Nakledilen timustaki Thy sit popülasyonlarının yüzdeleri, endojen kontrol timusunda bulunan yüzdelere benzer. Hayvan. Nakledilen timusun intravital görüntülemesi, yeni bir hayvan cerrahisi ve hayvan tutucu cihazımızın kullanılmasını gerektirecektir. İlk önce ketamin, ksilazin ve estetik enjekte edin.

Hayvan bilinçsiz hale geldiğinde, intravenöz olarak bir ısıtma yastığının üzerine koyun. Dokunuzdaki kan akışının gelecekte gözlemlenmesine izin vermek için Rodin b izotiyosiyanat dekstran enjekte edin. Böbreğin orijinal konumuna geri dönmesini önlemek için nakledilen timusu içeren böbreği ortaya çıkarmak için cildi ve periton boşluğunu açın.

Cilt kesisinin yan tarafını dikişlerle kapatın. Hayvanı, hayvan tutucu aşamasının üstündeki ısıtma yastığına aktarın. Böbreğin her iki tarafını da sıkıştırın.

Alüminyum folyodan yapılmış bir kelepçe kullanarak. Hayvan tutucuyu kapatın ve üst ısıtıcıyı yerleştirin. Dokunuza mümkün olduğunca yakın bir şekilde sondalayın.

Hazırlığınızın üzerine düşük erime noktalı aros ekleyin. Tüm hazırlığı üst ısıtıcı ile örtün. Anesteziyi izleyin ve her 40 dakikada bir anestezik takviye yapın.

Ameliyatı bitirdikten sonra, tüm kurulum şimdi daha fazla görüntüleme elde etmek için iki foton mikroskobuna aktarılır. Bizim durumumuzda, bir kravat safir lazer, dört üst PMT ve 20 x suya daldırma objektifi ile donatılmış bir Prairie Ultima iki foton mikroskobu kullandık. Önce lazeri ve mikroskobu açın.

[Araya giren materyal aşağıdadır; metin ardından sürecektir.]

//! Inventory fetch errors
//!
//! The fetcher is the boundary to the cloud inventory. Whether a failure stops
//! the run depends on the variant, see [`FetchError::is_fatal`].

use thiserror::Error;

#[derive(Error, Debug)]
pub enum FetchError {
    /// Session could not be established or credentials were rejected
    #[error("Could not establish cloud session: {0}")]
    Credential(String),

    /// One region's inventory could not be collected
    #[error("Failed to fetch region '{region}': {reason}")]
    Region {
        /// Region identifier
        region: String,
        /// Underlying cause
        reason: String,
    },

    /// The requested region is not known to the fetcher
    #[error("Unknown region '{0}'")]
    UnknownRegion(String),

    /// An inventory snapshot could not be read or parsed
    #[error("Invalid inventory snapshot '{path}': {reason}")]
    Snapshot {
        /// Snapshot file path
        path: String,
        /// Read or parse error
        reason: String,
    },
}

impl FetchError {
    /// Fatal errors abort the whole run; the rest only cost one region
    pub fn is_fatal(&self) -> bool {
        matches!(self, FetchError::Credential(_) | FetchError::Snapshot { .. })
    }

    pub fn region(region: &str, reason: impl ToString) -> Self {
        FetchError::Region {
            region: region.to_string(),
            reason: reason.to_string(),
        }
    }
}

#[cfg(test)]
mod tests {
    use super::*;

    #[test]
    fn test_credential_is_fatal() {
        let err = FetchError::Credential("no profile".to_string());
        assert!(err.is_fatal());
        assert_eq!(
            err.to_string(),
            "Could not establish cloud session: no profile"
        );
    }

    #[test]
    fn test_region_is_not_fatal() {
        let err = FetchError::region("us-east-2", "throttled");
        assert!(!err.is_fatal());
        assert_eq!(
            err.to_string(),
            "Failed to fetch region 'us-east-2': throttled"
        );
    }

    #[test]
    fn test_unknown_region_is_not_fatal() {
        assert!(!FetchError::UnknownRegion("mars-1".to_string()).is_fatal());
    }
}
use crate::graph::Graph;
use std::error::Error;

pub fn render(graph: &Graph) -> Result<String, Box<dyn Error>> {
    use serde_json::json;

    let res = json!({
        "name": graph.name,
        "regions": graph.regions,
        "nodes": graph.nodes,
        "edges": graph.edges,
        "stats": {
            "regions": graph.regions.len(),
            "nodes": graph.nodes.len(),
            "edges": graph.edges.len(),
        },
    });
    Ok(serde_json::to_string_pretty(&res)?)
}

#[cfg(test)]
mod tests {
    use super::*;
    use crate::export::fixtures::sample_graph;
    use serde_json::Value;

    #[test]
    fn json_export_carries_whole_graph() {
        let out = render(&sample_graph()).unwrap();
        let value: Value = serde_json::from_str(&out).unwrap();

        assert_eq!(value["name"], "sample");
        assert_eq!(value["regions"][0], "eu-west-1");
        assert_eq!(value["stats"]["nodes"], 4);
        assert_eq!(value["stats"]["edges"], 3);
        assert_eq!(value["nodes"][0]["id"], "vpc-a-0");
        assert_eq!(value["nodes"][0]["kind"], "VPC");
        assert_eq!(value["edges"][0]["via"], "rtb-1");
        assert_eq!(value["edges"][2]["dashed"], true);
    }

    #[test]
    fn json_export_reads_back_into_graph() {
        let graph = sample_graph();
        let value: Value = serde_json::from_str(&render(&graph).unwrap()).unwrap();
        let nodes: Vec<crate::graph::Node> =
            serde_json::from_value(value["nodes"].clone()).unwrap();
        assert_eq!(nodes, graph.nodes);
    }
}
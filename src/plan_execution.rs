use std::path::Path;
use std::sync::Arc;

use tokio_util::sync::CancellationToken;
use tracing::{debug, info};

use crate::common::write_string_to_file;
use crate::errors::{PlanError, PlanResult, RunError};
use crate::export;
use crate::fetcher::{ResourceFetcher, SnapshotFetcher};
use crate::graph::Graph;
use crate::orchestrator::{Orchestrator, RunReport};
use crate::plan::{resolve_path, Plan};

/// Loads the plan at `plan_path`, resolves its snapshot and writes every
/// export profile.
///
/// Exports are written for a cancelled run as well; they hold the regions
/// that were merged before cancellation.
pub async fn execute_plan(plan_path: &Path, cancel: CancellationToken) -> Result<RunReport, RunError> {
    info!("Executing plan {}", plan_path.display());

    let plan = Plan::from_file(plan_path)?;
    debug!("Executing plan: {:?}", plan);

    let snapshot_path = resolve_path(plan_path, &plan.inventory.snapshot);
    let fetcher = Arc::new(SnapshotFetcher::from_file(&snapshot_path)?);

    execute_plan_with_fetcher(&plan, plan_path, fetcher, cancel).await
}

/// Runs `plan` against any fetcher; export paths resolve against `plan_path`.
pub async fn execute_plan_with_fetcher(
    plan: &Plan,
    plan_path: &Path,
    fetcher: Arc<dyn ResourceFetcher>,
    cancel: CancellationToken,
) -> Result<RunReport, RunError> {
    let orchestrator = Orchestrator::new(fetcher, plan.resolve);
    let report = orchestrator
        .run(&plan.name(), plan.regions.clone(), cancel)
        .await?;

    export_graph(plan, plan_path, &report.graph)?;
    Ok(report)
}

pub fn export_graph(plan: &Plan, plan_path: &Path, graph: &Graph) -> PlanResult<()> {
    for profile in &plan.export.profiles {
        let output_path = resolve_path(plan_path, &profile.filename);
        info!(
            "Exporting file: {} using exporter {:?}",
            output_path.display(),
            profile.exporter
        );

        let export_error = |reason: String| PlanError::Export {
            filename: output_path.display().to_string(),
            reason,
        };
        let output = export::render(graph, profile.exporter, &profile.get_render_config())
            .map_err(|e| export_error(e.to_string()))?;
        write_string_to_file(&output_path, &output).map_err(|e| export_error(e.to_string()))?;
    }
    Ok(())
}

/// Writes the sample plan unless a file already exists at `plan_path`.
pub fn init_plan(plan_path: &Path) -> PlanResult<()> {
    let invalid = |reason: String| PlanError::Invalid {
        path: plan_path.display().to_string(),
        reason,
    };
    if plan_path.exists() {
        return Err(invalid("file already exists".to_string()));
    }

    let content = serde_yaml::to_string(&Plan::sample()).map_err(|e| invalid(e.to_string()))?;
    write_string_to_file(plan_path, &content).map_err(|e| invalid(e.to_string()))?;
    info!("Wrote plan {}", plan_path.display());
    Ok(())
}

#[cfg(test)]
mod tests {
    use super::*;
    use crate::errors::FetchError;

    #[tokio::test]
    async fn test_missing_plan_maps_to_no_plan_exit_code() {
        let err = execute_plan(Path::new("/nonexistent/plan.yaml"), CancellationToken::new())
            .await
            .unwrap_err();
        assert!(matches!(err, RunError::Plan(PlanError::NotFound(_))));
        assert_eq!(err.exit_code(), crate::errors::NO_PLAN);
    }

    #[tokio::test]
    async fn test_missing_snapshot_is_fatal() {
        let dir = tempfile::tempdir().unwrap();
        let plan_path = dir.path().join("plan.yaml");
        std::fs::write(&plan_path, "inventory:\n  snapshot: missing.json\n").unwrap();

        let err = execute_plan(&plan_path, CancellationToken::new())
            .await
            .unwrap_err();
        assert!(matches!(err, RunError::Fetch(FetchError::Snapshot { .. })));
    }

    #[test]
    fn test_init_plan_refuses_to_overwrite() {
        let dir = tempfile::tempdir().unwrap();
        let plan_path = dir.path().join("plans/plan.yaml");

        init_plan(&plan_path).unwrap();
        let plan = Plan::from_file(&plan_path).unwrap();
        assert_eq!(plan.export.profiles.len(), 3);

        let err = init_plan(&plan_path).unwrap_err();
        assert!(matches!(err, PlanError::Invalid { .. }));
    }

    #[test]
    fn test_export_graph_writes_every_profile() {
        let dir = tempfile::tempdir().unwrap();
        let plan_path = dir.path().join("plan.yaml");
        let plan = Plan::sample();

        export_graph(&plan, &plan_path, &Graph::new("empty")).unwrap();

        assert!(dir.path().join("out/graph.json").is_file());
        assert!(dir.path().join("out/network.vis.json").is_file());
        assert!(dir.path().join("out/graph.dot").is_file());
    }
}
//! Boundary to the cloud inventory.
//!
//! The engine only sees the [`ResourceFetcher`] trait. A live API client
//! lives outside this crate; [`SnapshotFetcher`] serves a frozen inventory
//! captured earlier, which makes runs reproducible.

use async_trait::async_trait;
use std::path::Path;
use tracing::{debug, info};

use crate::errors::{FetchError, FetchResult};
use crate::inventory::{InventorySnapshot, RegionInventory};

#[async_trait]
pub trait ResourceFetcher: Send + Sync {
    /// Establishes (or checks) the session; a failure here aborts the run.
    async fn verify_session(&self) -> FetchResult<()>;

    async fn list_regions(&self) -> FetchResult<Vec<String>>;

    /// Retries, if any, are the fetcher's business.
    async fn fetch_region(&self, region: &str) -> FetchResult<RegionInventory>;
}

#[derive(Clone, Copy, Debug, PartialEq, Eq)]
pub enum SnapshotFormat {
    Json,
    Yaml,
}

impl SnapshotFormat {
    pub fn from_path(path: &Path) -> Option<Self> {
        match path.extension().and_then(std::ffi::OsStr::to_str) {
            Some("json") => Some(SnapshotFormat::Json),
            Some("yaml") | Some("yml") => Some(SnapshotFormat::Yaml),
            _ => None,
        }
    }
}

#[derive(Clone, Debug, Default)]
pub struct SnapshotFetcher {
    snapshot: InventorySnapshot,
}

impl SnapshotFetcher {
    pub fn new(snapshot: InventorySnapshot) -> Self {
        Self { snapshot }
    }

    pub fn from_file(path: &Path) -> FetchResult<Self> {
        let snapshot_error = |reason: String| FetchError::Snapshot {
            path: path.display().to_string(),
            reason,
        };

        let format = SnapshotFormat::from_path(path)
            .ok_or_else(|| snapshot_error("unsupported extension".to_string()))?;
        let content = std::fs::read_to_string(path).map_err(|e| snapshot_error(e.to_string()))?;
        let snapshot = Self::parse(&content, format).map_err(snapshot_error)?;

        info!(
            "Loaded inventory snapshot {} with {} regions",
            path.display(),
            snapshot.regions.len()
        );
        Ok(Self::new(snapshot))
    }

    pub fn parse(content: &str, format: SnapshotFormat) -> Result<InventorySnapshot, String> {
        match format {
            SnapshotFormat::Json => serde_json::from_str(content).map_err(|e| e.to_string()),
            SnapshotFormat::Yaml => serde_yaml::from_str(content).map_err(|e| e.to_string()),
        }
    }

    pub fn snapshot(&self) -> &InventorySnapshot {
        &self.snapshot
    }
}

#[async_trait]
impl ResourceFetcher for SnapshotFetcher {
    async fn verify_session(&self) -> FetchResult<()> {
        Ok(())
    }

    async fn list_regions(&self) -> FetchResult<Vec<String>> {
        Ok(self.snapshot.regions.keys().cloned().collect())
    }

    async fn fetch_region(&self, region: &str) -> FetchResult<RegionInventory> {
        debug!("Serving region {} from snapshot", region);
        self.snapshot
            .regions
            .get(region)
            .cloned()
            .ok_or_else(|| FetchError::UnknownRegion(region.to_string()))
    }
}

#[cfg(test)]
mod tests {
    use super::*;
    use std::io::Write;

    const SNAPSHOT_YAML: &str = r#"
Regions:
  eu-west-1:
    Vpcs:
      - VpcId: vpc-1
        CidrBlock: 10.0.0.0/16
  us-east-1:
    Vpcs: []
"#;

    #[test]
    fn test_format_from_path() {
        assert_eq!(
            SnapshotFormat::from_path(Path::new("a/b.json")),
            Some(SnapshotFormat::Json)
        );
        assert_eq!(
            SnapshotFormat::from_path(Path::new("b.yml")),
            Some(SnapshotFormat::Yaml)
        );
        assert_eq!(SnapshotFormat::from_path(Path::new("b.csv")), None);
    }

    #[tokio::test]
    async fn test_snapshot_preserves_region_order() {
        let snapshot = SnapshotFetcher::parse(SNAPSHOT_YAML, SnapshotFormat::Yaml).unwrap();
        let fetcher = SnapshotFetcher::new(snapshot);
        assert_eq!(
            fetcher.list_regions().await.unwrap(),
            vec!["eu-west-1", "us-east-1"]
        );
        let inventory = fetcher.fetch_region("eu-west-1").await.unwrap();
        assert_eq!(inventory.vpcs[0].vpc_id, "vpc-1");
    }

    #[tokio::test]
    async fn test_unknown_region() {
        let fetcher = SnapshotFetcher::default();
        let err = fetcher.fetch_region("ap-south-1").await.unwrap_err();
        assert!(matches!(err, FetchError::UnknownRegion(ref r) if r == "ap-south-1"));
    }

    #[test]
    fn test_from_file() {
        let mut file = tempfile::Builder::new().suffix(".yaml").tempfile().unwrap();
        file.write_all(SNAPSHOT_YAML.as_bytes()).unwrap();
        let fetcher = SnapshotFetcher::from_file(file.path()).unwrap();
        assert_eq!(fetcher.snapshot().regions.len(), 2);
    }

    #[test]
    fn test_from_file_rejects_bad_content() {
        let mut file = tempfile::Builder::new().suffix(".json").tempfile().unwrap();
        file.write_all(b"{ not json").unwrap();
        let err = SnapshotFetcher::from_file(file.path()).unwrap_err();
        assert!(err.is_fatal());
        assert!(matches!(err, FetchError::Snapshot { .. }));
    }

    #[test]
    fn test_from_file_rejects_unknown_extension() {
        let err = SnapshotFetcher::from_file(Path::new("inventory.txt")).unwrap_err();
        assert!(err.to_string().contains("unsupported extension"));
    }
}
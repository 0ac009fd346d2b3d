use indexmap::IndexMap;
use serde::{Deserialize, Serialize};
use std::collections::{HashMap, HashSet};
use std::fmt;
use tracing::{debug, warn};

use crate::errors::{GraphError, GraphResult};
use crate::routes::RouteMechanism;

const VPC_ICON: &str = "https://static-00.iconduck.com/assets.00/networkingcontentdelivery-amazonvpc-internetgateway-icon-491x512-g9bp4hsr.png";
const ROUTE_TABLE_ICON: &str =
    "https://symbols.getvecta.com/stencil_20/8_customer-gateway.5f8e151d08.jpg";
const TRANSIT_GATEWAY_ICON: &str = "https://global-uploads.webflow.com/5f05d5858fab461d0d08eaeb/635a593ae410e66d0c8b8b00_transit_gateway_light.svg";
const PEERING_ICON: &str = "https://symbols.getvecta.com/stencil_9/28_vpc-peering.735192d824.svg";
const SECURITY_GROUP_ICON: &str = "https://www.cloudoptics.io/wp-content/uploads/2015/03/aws_sg.png";

/// Node id of a resource within the pass at `level`
pub fn node_id(resource_id: &str, level: usize) -> String {
    format!("{}-{}", resource_id, level)
}

#[derive(Serialize, Deserialize, Clone, Copy, Debug, PartialEq, Eq, Hash, PartialOrd, Ord)]
pub enum NodeKind {
    #[serde(rename = "VPC")]
    Vpc,
    RouteTable,
    TransitGateway,
    PeeringConnection,
    SecurityGroup,
}

impl NodeKind {
    pub fn as_str(&self) -> &'static str {
        match self {
            NodeKind::Vpc => "VPC",
            NodeKind::RouteTable => "RouteTable",
            NodeKind::TransitGateway => "TransitGateway",
            NodeKind::PeeringConnection => "PeeringConnection",
            NodeKind::SecurityGroup => "SecurityGroup",
        }
    }

    pub fn default_icon(&self) -> &'static str {
        match self {
            NodeKind::Vpc => VPC_ICON,
            NodeKind::RouteTable => ROUTE_TABLE_ICON,
            NodeKind::TransitGateway => TRANSIT_GATEWAY_ICON,
            NodeKind::PeeringConnection => PEERING_ICON,
            NodeKind::SecurityGroup => SECURITY_GROUP_ICON,
        }
    }

    pub fn default_size(&self) -> u32 {
        match self {
            NodeKind::Vpc => 25,
            NodeKind::PeeringConnection => 20,
            NodeKind::RouteTable | NodeKind::TransitGateway | NodeKind::SecurityGroup => 15,
        }
    }

    /// Node kind standing for the hop of a gateway route
    pub fn for_gateway(mechanism: RouteMechanism) -> Option<Self> {
        match mechanism {
            RouteMechanism::Direct => None,
            RouteMechanism::Peering => Some(NodeKind::PeeringConnection),
            RouteMechanism::TransitGateway => Some(NodeKind::TransitGateway),
        }
    }
}

impl fmt::Display for NodeKind {
    fn fmt(&self, f: &mut fmt::Formatter<'_>) -> fmt::Result {
        f.write_str(self.as_str())
    }
}

#[derive(Serialize, Deserialize, Clone, Copy, Debug, PartialEq, Eq, Hash, PartialOrd, Ord)]
pub enum EdgeMechanism {
    Route(RouteMechanism),
    Rule,
}

impl EdgeMechanism {
    pub fn as_str(&self) -> &'static str {
        match self {
            EdgeMechanism::Route(mechanism) => mechanism.as_str(),
            EdgeMechanism::Rule => crate::rules::RULE_MECHANISM,
        }
    }
}

impl fmt::Display for EdgeMechanism {
    fn fmt(&self, f: &mut fmt::Formatter<'_>) -> fmt::Result {
        f.write_str(self.as_str())
    }
}

#[derive(Serialize, Deserialize, Clone, Debug, PartialEq, Eq, Hash)]
pub struct Node {
    pub id: String,
    pub resource_id: String,
    pub kind: NodeKind,
    pub label: String,
    pub region: String,
    pub level: usize,
    pub icon: String,
    pub size: u32,
    pub group: Option<String>,
    pub vpc_id: Option<String>,
}

impl Node {
    /// Id that stays unique after regions are merged
    pub fn qualified_id(&self) -> String {
        format!("{}/{}", self.region, self.id)
    }
}

#[derive(Serialize, Deserialize, Clone, Debug, PartialEq, Eq, Hash)]
pub struct Edge {
    pub id: String,
    pub source: String,
    pub target: String,
    pub region: String,
    pub level: usize,
    pub label: Option<String>,
    pub mechanism: EdgeMechanism,
    pub directed: bool,
    /// Traffic is permitted but no route carries it
    pub dashed: bool,
    /// Route table behind a collapsed gateway hop
    pub via: Option<String>,
}

impl Edge {
    pub fn qualified_source(&self) -> String {
        format!("{}/{}", self.region, self.source)
    }

    pub fn qualified_target(&self) -> String {
        format!("{}/{}", self.region, self.target)
    }
}

/// Named, optional display fields for a node.
#[derive(Clone, Debug)]
pub struct NodeBuilder {
    kind: NodeKind,
    resource_id: String,
    level: usize,
    label: Option<String>,
    icon: Option<String>,
    size: Option<u32>,
    group: Option<String>,
    vpc_id: Option<String>,
}

impl NodeBuilder {
    pub fn new(kind: NodeKind, resource_id: &str, level: usize) -> Self {
        Self {
            kind,
            resource_id: resource_id.to_string(),
            level,
            label: None,
            icon: None,
            size: None,
            group: None,
            vpc_id: None,
        }
    }

    pub fn id(&self) -> String {
        node_id(&self.resource_id, self.level)
    }

    pub fn label(mut self, label: impl Into<String>) -> Self {
        self.label = Some(label.into());
        self
    }

    pub fn icon(mut self, icon: impl Into<String>) -> Self {
        self.icon = Some(icon.into());
        self
    }

    pub fn size(mut self, size: u32) -> Self {
        self.size = Some(size);
        self
    }

    pub fn group(mut self, group: impl Into<String>) -> Self {
        self.group = Some(group.into());
        self
    }

    pub fn vpc_id(mut self, vpc_id: impl Into<String>) -> Self {
        self.vpc_id = Some(vpc_id.into());
        self
    }

    pub fn build(self, region: &str) -> Node {
        Node {
            id: node_id(&self.resource_id, self.level),
            label: self.label.unwrap_or_else(|| self.resource_id.clone()),
            icon: self
                .icon
                .unwrap_or_else(|| self.kind.default_icon().to_string()),
            size: self.size.unwrap_or_else(|| self.kind.default_size()),
            resource_id: self.resource_id,
            kind: self.kind,
            region: region.to_string(),
            level: self.level,
            group: self.group,
            vpc_id: self.vpc_id,
        }
    }
}

/// Named, optional display fields for an edge between two node ids.
#[derive(Clone, Debug)]
pub struct EdgeBuilder {
    source: String,
    target: String,
    level: usize,
    mechanism: EdgeMechanism,
    label: Option<String>,
    directed: bool,
    dashed: bool,
    via: Option<String>,
}

impl EdgeBuilder {
    pub fn new(source: &str, target: &str, level: usize, mechanism: EdgeMechanism) -> Self {
        Self {
            source: source.to_string(),
            target: target.to_string(),
            level,
            mechanism,
            label: None,
            directed: true,
            dashed: false,
            via: None,
        }
    }

    pub fn label(mut self, label: Option<String>) -> Self {
        self.label = label.filter(|l| !l.is_empty());
        self
    }

    pub fn directed(mut self, directed: bool) -> Self {
        self.directed = directed;
        self
    }

    pub fn dashed(mut self, dashed: bool) -> Self {
        self.dashed = dashed;
        self
    }

    pub fn via(mut self, route_table_id: impl Into<String>) -> Self {
        self.via = Some(route_table_id.into());
        self
    }
}

/// Nodes and edges of a single region, built by one resolution pass.
///
/// Nodes are keyed by id so a resource seen from several pairs in the same
/// pass maps to one node. Edges are only accepted once both endpoints exist.
#[derive(Clone, Debug, Default)]
pub struct GraphFragment {
    pub region: String,
    nodes: IndexMap<String, Node>,
    edges: Vec<Edge>,
}

impl GraphFragment {
    pub fn new(region: &str) -> Self {
        Self {
            region: region.to_string(),
            nodes: IndexMap::new(),
            edges: Vec::new(),
        }
    }

    /// Creates the node if it does not exist yet and returns its id.
    ///
    /// An existing node keeps its attributes, but picks up a group if it had
    /// none.
    pub fn ensure_node(&mut self, builder: NodeBuilder) -> String {
        let id = builder.id();
        match self.nodes.get_mut(&id) {
            Some(existing) => {
                if existing.group.is_none() && builder.group.is_some() {
                    existing.group = builder.group;
                }
            }
            None => {
                let node = builder.build(&self.region);
                debug!("Adding {} node {} in {}", node.kind, node.id, self.region);
                self.nodes.insert(id.clone(), node);
            }
        }
        id
    }

    pub fn has_node(&self, id: &str) -> bool {
        self.nodes.contains_key(id)
    }

    pub fn get_node(&self, id: &str) -> Option<&Node> {
        self.nodes.get(id)
    }

    pub fn add_edge(&mut self, builder: EdgeBuilder) -> GraphResult<()> {
        let id = format!("e{}-{}", builder.level, self.edges.len());
        for endpoint in [&builder.source, &builder.target] {
            if !self.nodes.contains_key(endpoint) {
                return Err(GraphError::Consistency {
                    edge: id,
                    node: endpoint.clone(),
                });
            }
        }

        self.edges.push(Edge {
            id,
            source: builder.source,
            target: builder.target,
            region: self.region.clone(),
            level: builder.level,
            label: builder.label,
            mechanism: builder.mechanism,
            directed: builder.directed,
            dashed: builder.dashed,
            via: builder.via,
        });
        Ok(())
    }

    pub fn nodes(&self) -> impl Iterator<Item = &Node> {
        self.nodes.values()
    }

    pub fn edges(&self) -> &[Edge] {
        &self.edges
    }

    pub fn node_count(&self) -> usize {
        self.nodes.len()
    }

    pub fn edge_count(&self) -> usize {
        self.edges.len()
    }

    pub fn is_empty(&self) -> bool {
        self.nodes.is_empty() && self.edges.is_empty()
    }

    pub fn into_parts(self) -> (Vec<Node>, Vec<Edge>) {
        (self.nodes.into_values().collect(), self.edges)
    }
}

/// The accumulated graph of a run.
#[derive(Serialize, Deserialize, Clone, Debug, Default)]
pub struct Graph {
    pub name: String,
    pub regions: Vec<String>,
    pub nodes: Vec<Node>,
    pub edges: Vec<Edge>,
}

impl Graph {
    pub fn new(name: &str) -> Self {
        Self {
            name: name.to_string(),
            ..Default::default()
        }
    }

    /// Appends a region's fragment. Each region may be merged once.
    pub fn merge(&mut self, fragment: GraphFragment) -> GraphResult<()> {
        if self.regions.contains(&fragment.region) {
            return Err(GraphError::RegionMergedTwice(fragment.region));
        }
        debug!(
            "Merging region {} ({} nodes, {} edges)",
            fragment.region,
            fragment.node_count(),
            fragment.edge_count()
        );
        self.regions.push(fragment.region.clone());
        let (nodes, edges) = fragment.into_parts();
        self.nodes.extend(nodes);
        self.edges.extend(edges);
        Ok(())
    }

    pub fn get_node(&self, region: &str, id: &str) -> Option<&Node> {
        self.nodes
            .iter()
            .find(|n| n.region == region && n.id == id)
    }

    pub fn nodes_in_region<'a>(&'a self, region: &'a str) -> impl Iterator<Item = &'a Node> {
        self.nodes.iter().filter(move |n| n.region == region)
    }

    pub fn edges_in_region<'a>(&'a self, region: &'a str) -> impl Iterator<Item = &'a Edge> {
        self.edges.iter().filter(move |e| e.region == region)
    }

    /// Stable sort by position of the region in `order`; unknown regions last.
    pub fn sort_by_regions(&mut self, order: &[String]) {
        let rank: HashMap<&str, usize> = order
            .iter()
            .enumerate()
            .map(|(idx, region)| (region.as_str(), idx))
            .collect();
        let rank_of = |region: &str| rank.get(region).copied().unwrap_or(usize::MAX);

        self.regions.sort_by_key(|r| rank_of(r.as_str()));
        self.nodes.sort_by_key(|n| rank_of(n.region.as_str()));
        self.edges.sort_by_key(|e| rank_of(e.region.as_str()));
    }

    pub fn stats(&self) -> String {
        format!(
            "Regions: {}, Nodes: {}, Edges: {}",
            self.regions.len(),
            self.nodes.len(),
            self.edges.len()
        )
    }

    pub fn verify_graph_integrity(&self) -> Result<(), Vec<String>> {
        let mut errors = Vec::new();
        let mut keys: HashSet<(&str, &str)> = HashSet::new();

        for node in &self.nodes {
            if !keys.insert((node.region.as_str(), node.id.as_str())) {
                errors.push(
                    GraphError::DuplicateNode {
                        region: node.region.clone(),
                        id: node.id.clone(),
                    }
                    .to_string(),
                );
            }
        }

        for edge in &self.edges {
            for endpoint in [&edge.source, &edge.target] {
                if !keys.contains(&(edge.region.as_str(), endpoint.as_str())) {
                    errors.push(
                        GraphError::Consistency {
                            edge: edge.id.clone(),
                            node: format!("{}/{}", edge.region, endpoint),
                        }
                        .to_string(),
                    );
                }
            }
        }

        if errors.is_empty() {
            debug!("All edges have valid source and target nodes");
            Ok(())
        } else {
            warn!("Graph integrity check found {} problems", errors.len());
            Err(errors)
        }
    }
}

Ardından, istenen dalga boylarına göre RIC aynaları ve filtre setleri ekleyin. Hayvanı mikroskoba koyun. Tüm ısıtıcı pedlerini kontrolörlerine bağlayın.

Üst ısıtıcı açıklığının üzerine su ekleyin ve objektifi dikkatlice suya indirin. XY, Z harici denetleyiciyi kullanarak kan damarlarına veya GFPT kayıtlarına odaklanın. İlgilendiğiniz bölgeyi hızlı bir şekilde bulun.

Renk ayrımını optimize etmek ve arka plan üzerinde yeterli sinyal elde etmek için gereken lazeri en aza indirmek için PMT'lerdeki kazancı ayarlayın. İlgilenilen bölge bulunduktan sonra, temel kurulumumuzdaki 50 mikrometre derinliğindeki doku hacminin sıralı görüntülerini elde ederek hızlandırılmış görüntüleme alımına başlayın. Her cildin elde edilmesi 30 saniye sürer.

Bu nedenle, bu cildin 60 ardışık tekrarından sonra 30 dakikalık bir görüntü elde etmeye ulaşılır. Bu video, timüsün içindeki GFP pozitif Hücreleri göstermektedir. Hücre hareketine ve damarların içindeki kan akışına dikkat edin.

Bununla birlikte, hazırlık iyi değilse, bu durumda, organ sıcaklığı düşüktür. Kan akışı devam ederken bile hücre hareket etmeyi durdurur. Buradaki yöntem, timositlerin ViiV gözlemine izin verir.

Bu yöntemler, T hücresi gelişimi sırasında Timosit dağılımını ve etkileşimlerini gözlemlemekle ilgilenen herhangi bir immünolog için çok yararlı olmalıdır, oldukça basit olmasına rağmen, herhangi bir deneysel artefakttan kaçınmak için birkaç adıma dikkat etmelidir. Örneğin, herhangi bir kan damarına zarar vermemeye özen göstermelisiniz çünkü bu, doku içindeki oksijenlenmeyi azaltacaktır. Ayrıca, sıcaklık her zaman 37 santigrat derecede tutulmalıdır.

Son olarak, burada elde edilen sonuçlar, diğer sonuçları doğrulamak için veya x vivo tekniklerle elde edilen çok yararlı olmalıdır.